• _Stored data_
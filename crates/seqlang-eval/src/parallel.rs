//! Chunked parallel `map` / `reduce` over sequences.
//!
//! A sequence of `n` elements is cut into contiguous chunks of
//! `ceil(n / P)` elements. Each chunk is evaluated in order on one worker;
//! results are stitched back in chunk order, so the outcome never depends on
//! scheduling. `reduce` folds every chunk from the neutral element and then
//! folds the partial results into each other left to right, so the neutral
//! element enters once per chunk. This matches the sequential fold whenever
//! the lambda is associative and the neutral element is an identity for it.

use crate::cancel::CancellationToken;
use crate::error::{EvalError, EvalResult};
use crate::value::{Num, Seq, Var};
use rayon::prelude::*;
use std::ops::Range;

/// Runs `map` and `reduce` over sequences on an owned rayon pool.
#[derive(Debug)]
pub struct SequenceEngine {
    parallelism: usize,
    /// `None` when running sequentially, either by request (`P = 1`) or
    /// because the pool could not be built.
    pool: Option<rayon::ThreadPool>,
}

impl SequenceEngine {
    /// An engine splitting work into `parallelism` chunks (at least 1).
    pub fn new(parallelism: usize) -> Self {
        let parallelism = parallelism.max(1);
        if parallelism == 1 {
            return Self::sequential();
        }
        match rayon::ThreadPoolBuilder::new()
            .num_threads(parallelism)
            .thread_name(|i| format!("seqlang-worker-{i}"))
            .build()
        {
            Ok(pool) => Self {
                parallelism,
                pool: Some(pool),
            },
            Err(e) => {
                tracing::warn!("failed to create thread pool ({e}), running sequentially");
                Self::sequential()
            }
        }
    }

    /// An engine that evaluates every element on the calling thread.
    pub fn sequential() -> Self {
        Self {
            parallelism: 1,
            pool: None,
        }
    }

    /// One chunk per available CPU.
    pub fn with_available_parallelism() -> Self {
        let cpus = std::thread::available_parallelism().map_or(1, |n| n.get());
        Self::new(cpus)
    }

    pub fn parallelism(&self) -> usize {
        self.parallelism
    }

    // ══════════════════════════════════════════════════════════════════════
    // map
    // ══════════════════════════════════════════════════════════════════════

    /// Apply `f` to every element, producing a list-derived sequence in the
    /// same order. Fails with the first error of the lowest failing chunk,
    /// or `Cancelled` if any chunk saw cancellation.
    pub fn map<F>(&self, seq: &Seq, f: F, cancel: &CancellationToken) -> EvalResult<Seq>
    where
        F: Fn(Var) -> EvalResult<Num> + Sync,
    {
        let size = seq.size();
        if size == 0 {
            return Ok(Seq::empty());
        }
        let Some(pool) = self.pool.as_ref() else {
            return Self::map_sequential(seq, f, cancel);
        };
        let chunks = chunk_ranges(size, self.parallelism);
        tracing::trace!(size, chunks = chunks.len(), "parallel map");
        let results: Vec<EvalResult<Vec<Var>>> = pool.install(|| {
            chunks
                .par_iter()
                .map(|range| map_chunk(seq, range.clone(), &f, cancel))
                .collect()
        });
        let parts = first_failure(results)?;
        let mut elements = Vec::with_capacity(size);
        for part in parts {
            elements.extend(part);
        }
        Ok(Seq::from_vec(elements))
    }

    /// [`map`](Self::map) on the calling thread, left to right.
    pub fn map_sequential<F>(seq: &Seq, f: F, cancel: &CancellationToken) -> EvalResult<Seq>
    where
        F: Fn(Var) -> EvalResult<Num>,
    {
        map_chunk(seq, 0..seq.size(), &f, cancel).map(Seq::from_vec)
    }

    // ══════════════════════════════════════════════════════════════════════
    // reduce
    // ══════════════════════════════════════════════════════════════════════

    /// Fold the sequence with `f(accumulator, element)` starting from
    /// `neutral`. An empty sequence yields `neutral`.
    pub fn reduce<F>(
        &self,
        seq: &Seq,
        neutral: Num,
        f: F,
        cancel: &CancellationToken,
    ) -> EvalResult<Num>
    where
        F: Fn(Num, Var) -> EvalResult<Num> + Sync,
    {
        let size = seq.size();
        if size == 0 {
            return Ok(neutral);
        }
        let Some(pool) = self.pool.as_ref() else {
            return Self::reduce_sequential(seq, neutral, f, cancel);
        };
        let chunks = chunk_ranges(size, self.parallelism);
        tracing::trace!(size, chunks = chunks.len(), "parallel reduce");
        let results: Vec<EvalResult<Num>> = pool.install(|| {
            chunks
                .par_iter()
                .map(|range| fold_chunk(seq, range.clone(), neutral, &f, cancel))
                .collect()
        });
        let mut partials = first_failure(results)?.into_iter();
        let Some(mut acc) = partials.next() else {
            return Ok(neutral);
        };
        for partial in partials {
            cancel.check()?;
            acc = f(acc, Var::Num(partial))?;
        }
        Ok(acc)
    }

    /// [`reduce`](Self::reduce) as a single left-to-right fold.
    pub fn reduce_sequential<F>(
        seq: &Seq,
        neutral: Num,
        f: F,
        cancel: &CancellationToken,
    ) -> EvalResult<Num>
    where
        F: Fn(Num, Var) -> EvalResult<Num>,
    {
        fold_chunk(seq, 0..seq.size(), neutral, &f, cancel)
    }
}

impl Default for SequenceEngine {
    fn default() -> Self {
        Self::with_available_parallelism()
    }
}

/// Contiguous ranges of at most `ceil(size / parts)` elements covering
/// `0..size`.
fn chunk_ranges(size: usize, parts: usize) -> Vec<Range<usize>> {
    let chunk = size.div_ceil(parts.max(1)).max(1);
    (0..size)
        .step_by(chunk)
        .map(|start| start..(start + chunk).min(size))
        .collect()
}

fn map_chunk<F>(
    seq: &Seq,
    range: Range<usize>,
    f: &F,
    cancel: &CancellationToken,
) -> EvalResult<Vec<Var>>
where
    F: Fn(Var) -> EvalResult<Num>,
{
    let mut out = Vec::with_capacity(range.len());
    for element in seq.elements_in(range) {
        cancel.check()?;
        out.push(Var::Num(f(element)?));
    }
    Ok(out)
}

fn fold_chunk<F>(
    seq: &Seq,
    range: Range<usize>,
    neutral: Num,
    f: &F,
    cancel: &CancellationToken,
) -> EvalResult<Num>
where
    F: Fn(Num, Var) -> EvalResult<Num>,
{
    let mut acc = neutral;
    for element in seq.elements_in(range) {
        cancel.check()?;
        acc = f(acc, element)?;
    }
    Ok(acc)
}

/// Unwrap per-chunk results. Cancellation anywhere wins; otherwise the
/// failure of the lowest chunk index is returned.
fn first_failure<T>(results: Vec<EvalResult<T>>) -> EvalResult<Vec<T>> {
    if results
        .iter()
        .any(|r| matches!(r, Err(EvalError::Cancelled)))
    {
        return Err(EvalError::Cancelled);
    }
    results.into_iter().collect()
}

#[cfg(test)]
mod tests {
    use super::*;
    use seqlang_types::{Error, ErrorType, Span, TokenPosition};
    use std::sync::atomic::{AtomicUsize, Ordering};

    fn int(i: i64) -> Num {
        Num::Integer(i)
    }

    fn square(v: Var) -> EvalResult<Num> {
        let n = v.as_num().unwrap_or(int(0));
        Ok(n.mul(n))
    }

    fn sum(acc: Num, v: Var) -> EvalResult<Num> {
        Ok(acc.add(v.as_num().unwrap_or(int(0))))
    }

    fn failure_at(i: i64) -> EvalError {
        let at = TokenPosition::new(1, i as u32);
        EvalError::Failed(Error::semantic(
            ErrorType::MapLambdaReturnsNotNumber,
            Span::point(at, 0),
            i.to_string(),
        ))
    }

    #[test]
    fn test_chunk_ranges_cover_everything() {
        assert_eq!(chunk_ranges(10, 3), vec![0..4, 4..8, 8..10]);
        assert_eq!(chunk_ranges(2, 8), vec![0..1, 1..2]);
        assert_eq!(chunk_ranges(5, 1), vec![0..5]);
    }

    #[test]
    fn test_map_preserves_order() {
        let engine = SequenceEngine::new(4);
        let cancel = CancellationToken::new();
        let out = engine
            .map(&Seq::range(1, 100), square, &cancel)
            .expect("map succeeds");
        let expected: Vec<Var> = (1..=100).map(|i| Var::Num(int(i * i))).collect();
        assert_eq!(out, Seq::from_vec(expected));
    }

    #[test]
    fn test_parallel_matches_sequential() {
        let cancel = CancellationToken::new();
        let seq = Seq::range(-50, 1000);
        let sequential = SequenceEngine::sequential();
        let expected = sequential
            .reduce(&seq, int(0), sum, &cancel)
            .expect("reduce succeeds");
        for p in [2, 3, 7, 16] {
            let engine = SequenceEngine::new(p);
            assert_eq!(engine.parallelism(), p);
            let got = engine
                .reduce(&seq, int(0), sum, &cancel)
                .expect("reduce succeeds");
            assert_eq!(got, expected, "parallelism {p}");
        }
    }

    #[test]
    fn test_neutral_enters_once_per_chunk() {
        let cancel = CancellationToken::new();
        let seq = Seq::range(1, 5);
        let reduce_with = |p: usize| {
            SequenceEngine::new(p)
                .reduce(&seq, int(10), sum, &cancel)
                .expect("reduce succeeds")
        };
        // Chunks {1, 2, 3} and {4, 5}: (10 + 6) + (10 + 9).
        assert_eq!(reduce_with(2), int(35));
        // Five single-element chunks.
        assert_eq!(reduce_with(5), int(65));
        assert_eq!(reduce_with(1), int(25));
    }

    #[test]
    fn test_single_chunk_partial_is_the_result() {
        let cancel = CancellationToken::new();
        let engine = SequenceEngine::new(4);
        let got = engine
            .reduce(&Seq::range(7, 7), int(100), sum, &cancel)
            .expect("reduce succeeds");
        assert_eq!(got, int(107));
    }

    #[test]
    fn test_empty_sequence_short_circuits() {
        let engine = SequenceEngine::new(4);
        let cancel = CancellationToken::new();
        let calls = AtomicUsize::new(0);
        let mapped = engine
            .map(
                &Seq::empty(),
                |v| {
                    calls.fetch_add(1, Ordering::Relaxed);
                    square(v)
                },
                &cancel,
            )
            .expect("empty map");
        assert!(mapped.is_empty());
        let reduced = engine
            .reduce(&Seq::empty(), int(42), sum, &cancel)
            .expect("empty reduce");
        assert_eq!(reduced, int(42));
        assert_eq!(calls.load(Ordering::Relaxed), 0);
    }

    #[test]
    fn test_lowest_chunk_error_wins() {
        let engine = SequenceEngine::new(4);
        let cancel = CancellationToken::new();
        // Elements 30 and 80 fail; they fall in chunks 1 and 3.
        let result = engine.map(
            &Seq::range(1, 100),
            |v| match v.as_num() {
                Some(Num::Integer(i)) if i == 30 || i == 80 => Err(failure_at(i)),
                _ => square(v),
            },
            &cancel,
        );
        assert_eq!(result, Err(failure_at(30)));
    }

    #[test]
    fn test_first_error_within_a_chunk_wins() {
        let cancel = CancellationToken::new();
        let result = SequenceEngine::reduce_sequential(
            &Seq::range(1, 10),
            int(0),
            |acc, v| match v.as_num() {
                Some(Num::Integer(i)) if i >= 4 => Err(failure_at(i)),
                _ => sum(acc, v),
            },
            &cancel,
        );
        assert_eq!(result, Err(failure_at(4)));
    }

    #[test]
    fn test_cancellation_beats_errors() {
        let results: Vec<EvalResult<i32>> =
            vec![Err(failure_at(1)), Ok(2), Err(EvalError::Cancelled)];
        assert_eq!(first_failure(results), Err(EvalError::Cancelled));
    }

    #[test]
    fn test_cancelled_token_stops_work() {
        let engine = SequenceEngine::new(3);
        let cancel = CancellationToken::new();
        cancel.cancel();
        let result = engine.map(&Seq::range(1, 1000), square, &cancel);
        assert_eq!(result, Err(EvalError::Cancelled));
    }

    #[test]
    fn test_cancel_mid_run() {
        let engine = SequenceEngine::new(2);
        let cancel = CancellationToken::new();
        let seen = AtomicUsize::new(0);
        let result = engine.reduce(
            &Seq::range(1, 100_000),
            int(0),
            |acc, v| {
                if seen.fetch_add(1, Ordering::Relaxed) == 100 {
                    cancel.cancel();
                }
                sum(acc, v)
            },
            &cancel,
        );
        assert_eq!(result, Err(EvalError::Cancelled));
        assert!(seen.load(Ordering::Relaxed) < 100_000);
    }

    #[test]
    fn test_parallelism_zero_means_one() {
        let engine = SequenceEngine::new(0);
        assert_eq!(engine.parallelism(), 1);
    }
}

• _What needs to be done_
Copy the records above faithfully. Begin at their first line, end at the line containing "never depends on", and include nothing else.

• _Answer space_
filename crates/seqlang-eval/src/parallel.rs
//! Chunked parallel `map` / `reduce` over sequences.
//!
//! A sequence of `n` elements is cut into contiguous chunks of
//! `ceil(n / P)` elements. Each chunk is evaluated in order on one worker;
//! results are stitched back in chunk order, so the outcome never depends on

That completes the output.